■ DIRECTIONS FOR THIS TASK:
A complete and exact copy of the data below is the task.

■ RECORDED INFORMATION:
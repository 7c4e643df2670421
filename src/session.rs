use chrono::{Local, NaiveDate};
use std::path::Path;

use crate::board::{Board, BoardGenerator, FREE_INDEX, TOTAL_CELLS};
use crate::celebration::{Celebration, ConfettiBurst, celebrate};
use crate::error::BingoError;
use crate::photos::{PhotoRef, PhotoStore};
use crate::win::{WinState, detect_win};

/// Per-cell checked flags and photo handles.
///
/// The free space is always checked and never holds a photo.
#[derive(Debug, Clone, PartialEq, Eq)]
pub struct CellState {
    checked: [bool; TOTAL_CELLS],
    photos: [Option<PhotoRef>; TOTAL_CELLS],
}

impl CellState {
    pub fn fresh() -> Self {
        let mut checked = [false; TOTAL_CELLS];
        checked[FREE_INDEX] = true;
        Self {
            checked,
            photos: std::array::from_fn(|_| None),
        }
    }

    pub fn checked(&self) -> &[bool; TOTAL_CELLS] {
        &self.checked
    }

    pub fn is_checked(&self, index: usize) -> bool {
        self.checked.get(index).copied().unwrap_or(false)
    }

    pub fn photo(&self, index: usize) -> Option<&PhotoRef> {
        self.photos.get(index).and_then(Option::as_ref)
    }

    /// Checks `index` and stores `photo`, handing back the handle it replaced.
    /// The free space is left untouched and `photo` is returned unused.
    pub fn mark(&mut self, index: usize, photo: PhotoRef) -> Option<PhotoRef> {
        if index == FREE_INDEX {
            return Some(photo);
        }
        self.checked[index] = true;
        self.photos[index].replace(photo)
    }

    fn take_photos(&mut self) -> impl Iterator<Item = PhotoRef> + '_ {
        self.photos.iter_mut().filter_map(Option::take)
    }
}

impl Default for CellState {
    fn default() -> Self {
        Self::fresh()
    }
}

#[derive(Debug, Clone, Copy, PartialEq, Eq)]
pub enum UploadOutcome {
    /// Nothing was selected.
    Ignored,
    /// The free space takes no photo.
    FreeSpace,
    /// The cell is checked. `bingo_started` is true when this upload completed
    /// the first winning line since the last reset.
    Marked { bingo_started: bool },
}

/// State container for one board: the board itself, the cell state, the
/// derived win state and the photo handles the cells own.
pub struct BingoSession<C: Celebration> {
    generator: BoardGenerator,
    board: Board,
    cells: CellState,
    win: WinState,
    photos: PhotoStore,
    celebration: C,
    burst: ConfettiBurst,
}

impl<C: Celebration> BingoSession<C> {
    pub fn new(generator: BoardGenerator, celebration: C) -> Self {
        Self::starting_on(generator, celebration, Local::now().date_naive())
    }

    pub fn starting_on(generator: BoardGenerator, celebration: C, today: NaiveDate) -> Self {
        let board = generator.board_for(today);
        Self {
            generator,
            board,
            cells: CellState::fresh(),
            win: WinState::default(),
            photos: PhotoStore::new(),
            celebration,
            burst: ConfettiBurst::default(),
        }
    }

    pub fn with_burst(mut self, burst: ConfettiBurst) -> Self {
        self.burst = burst;
        self
    }

    pub fn board(&self) -> &Board {
        &self.board
    }

    pub fn cells(&self) -> &CellState {
        &self.cells
    }

    pub fn win(&self) -> &WinState {
        &self.win
    }

    pub fn photos(&self) -> &PhotoStore {
        &self.photos
    }

    pub fn celebration(&self) -> &C {
        &self.celebration
    }

    pub fn generator(&self) -> &BoardGenerator {
        &self.generator
    }

    /// Attaches the selected photo to `index` and checks the cell.
    pub fn upload(&mut self, index: usize, selection: Option<&Path>) -> Result<UploadOutcome, BingoError> {
        if index >= TOTAL_CELLS {
            return Err(BingoError::CellOutOfRange(index));
        }
        let Some(path) = selection.filter(|p| !p.as_os_str().is_empty()) else {
            tracing::debug!(index, "empty selection ignored");
            return Ok(UploadOutcome::Ignored);
        };
        if index == FREE_INDEX {
            return Ok(UploadOutcome::FreeSpace);
        }

        let photo = self.photos.create(path);
        tracing::debug!(index, %photo, path = %path.display(), "marked cell");
        if let Some(old) = self.cells.mark(index, photo) {
            self.photos.revoke(&old);
        }
        let bingo_started = self.refresh_win();
        Ok(UploadOutcome::Marked { bingo_started })
    }

    /// Draws a new board and clears every cell, photo handle and win.
    pub fn reset(&mut self) -> &Board {
        self.reset_on(Local::now().date_naive())
    }

    pub fn reset_on(&mut self, today: NaiveDate) -> &Board {
        for photo in self.cells.take_photos() {
            self.photos.revoke(&photo);
        }
        let leftover = self.photos.revoke_all();
        if leftover > 0 {
            tracing::warn!(leftover, "released photo handles no cell owned");
        }
        self.board = self.generator.board_for(today);
        self.cells = CellState::fresh();
        self.refresh_win();
        tracing::debug!("board reset");
        &self.board
    }

    /// Recomputes the win state and celebrates a no-win to win transition.
    fn refresh_win(&mut self) -> bool {
        let next = detect_win(self.cells.checked());
        let started = !self.win.has_bingo() && next.has_bingo();
        self.win = next;
        if let (true, Some(line)) = (started, next.line) {
            tracing::info!(%line, "bingo");
            celebrate(&mut self.celebration, &self.burst);
        }
        started
    }
}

■ EXERCISE SOLUTION:
repository 7c4e643df2670421
filename src/session.rs
use chrono::{Local, NaiveDate};
use std::path::Path;

use crate::board::{Board, BoardGenerator, FREE_INDEX, TOTAL_CELLS};
use crate::celebration::{Celebration, ConfettiBurst, celebrate};
use crate::error::BingoError;
use crate::photos::{PhotoRef, PhotoStore};
use crate::win::{WinState, detect_win};

/// Per-cell checked flags and photo handles.
///
/// The free space is always checked and never holds a photo.
#[derive(Debug, Clone, PartialEq, Eq)]
pub struct CellState {
    checked: [bool; TOTAL_CELLS],
    photos: [Option<PhotoRef>; TOTAL_CELLS],
}

impl CellState {
    pub fn fresh() -> Self {
        let mut checked = [false; TOTAL_CELLS];
        checked[FREE_INDEX] = true;
        Self {
            checked,
            photos: std::array::from_fn(|_| None),
        }
    }

    pub fn checked(&self) -> &[bool; TOTAL_CELLS] {
        &self.checked
    }

    pub fn is_checked(&self, index: usize) -> bool {
        self.checked.get(index).copied().unwrap_or(false)
    }

    pub fn photo(&self, index: usize) -> Option<&PhotoRef> {
        self.photos.get(index).and_then(Option::as_ref)
    }

    /// Checks `index` and stores `photo`, handing back the handle it replaced.
    /// The free space is left untouched and `photo` is returned unused.
    pub fn mark(&mut self, index: usize, photo: PhotoRef) -> Option<PhotoRef> {
        if index == FREE_INDEX {
            return Some(photo);
        }
        self.checked[index] = true;
        self.photos[index].replace(photo)
    }

    fn take_photos(&mut self) -> impl Iterator<Item = PhotoRef> + '_ {
        self.photos.iter_mut().filter_map(Option::take)
    }
}

impl Default for CellState {
    fn default() -> Self {
        Self::fresh()
    }
}

#[derive(Debug, Clone, Copy, PartialEq, Eq)]
pub enum UploadOutcome {
    /// Nothing was selected.
    Ignored,
    /// The free space takes no photo.
    FreeSpace,
    /// The cell is checked. `bingo_started` is true when this upload completed
    /// the first winning line since the last reset.
    Marked { bingo_started: bool },
}

/// State container for one board: the board itself, the cell state, the
/// derived win state and the photo handles the cells own.
pub struct BingoSession<C: Celebration> {
    generator: BoardGenerator,
    board: Board,
    cells: CellState,
    win: WinState,
    photos: PhotoStore,
    celebration: C,
    burst: ConfettiBurst,
}

impl<C: Celebration> BingoSession<C> {
    pub fn new(generator: BoardGenerator, celebration: C) -> Self {
        Self::starting_on(generator, celebration, Local::now().date_naive())
    }

    pub fn starting_on(generator: BoardGenerator, celebration: C, today: NaiveDate) -> Self {
        let board = generator.board_for(today);
        Self {
            generator,
            board,
            cells: CellState::fresh(),
            win: WinState::default(),
            photos: PhotoStore::new(),
            celebration,
            burst: ConfettiBurst::default(),
        }
    }

    pub fn with_burst(mut self, burst: ConfettiBurst) -> Self {
        self.burst = burst;
        self
    }

    pub fn board(&self) -> &Board {
        &self.board
    }

    pub fn cells(&self) -> &CellState {
        &self.cells
    }

    pub fn win(&self) -> &WinState {
        &self.win
    }

    pub fn photos(&self) -> &PhotoStore {
        &self.photos
    }

    pub fn celebration(&self) -> &C {
        &self.celebration
    }

    pub fn generator(&self) -> &BoardGenerator {
        &self.generator
    }

    /// Attaches the selected photo to `index` and checks the cell.
    pub fn upload(&mut self, index: usize, selection: Option<&Path>) -> Result<UploadOutcome, BingoError> {
        if index >= TOTAL_CELLS {
            return Err(BingoError::CellOutOfRange(index));
        }
        let Some(path) = selection.filter(|p| !p.as_os_str().is_empty()) else {
            tracing::debug!(index, "empty selection ignored");
            return Ok(UploadOutcome::Ignored);
        };
        if index == FREE_INDEX {
            return Ok(UploadOutcome::FreeSpace);
        }

        let photo = self.photos.create(path);
        tracing::debug!(index, %photo, path = %path.display(), "marked cell");
        if let Some(old) = self.cells.mark(index, photo) {
            self.photos.revoke(&old);
        }
        let bingo_started = self.refresh_win();
        Ok(UploadOutcome::Marked { bingo_started })
    }

    /// Draws a new board and clears every cell, photo handle and win.
    pub fn reset(&mut self) -> &Board {
        self.reset_on(Local::now().date_naive())
    }

    pub fn reset_on(&mut self, today: NaiveDate) -> &Board {
        for photo in self.cells.take_photos() {
            self.photos.revoke(&photo);
        }
        let leftover = self.photos.revoke_all();
        if leftover > 0 {
            tracing::warn!(leftover, "released photo handles no cell owned");
        }
        self.board = self.generator.board_for(today);
        self.cells = CellState::fresh();
        self.refresh_win();
        tracing::debug!("board reset");
        &self.board
    }

    /// Recomputes the win state and celebrates a no-win to win transition.
    fn refresh_win(&mut self) -> bool {
        let next = detect_win(self.cells.checked());
        let started = !self.win.has_bingo() && next.has_bingo();
        self.win = next;
        if let (true, Some(line)) = (started, next.line) {
            tracing::info!(%line, "bingo");
            celebrate(&mut self.celebration, &self.burst);
        }
        started
    }
}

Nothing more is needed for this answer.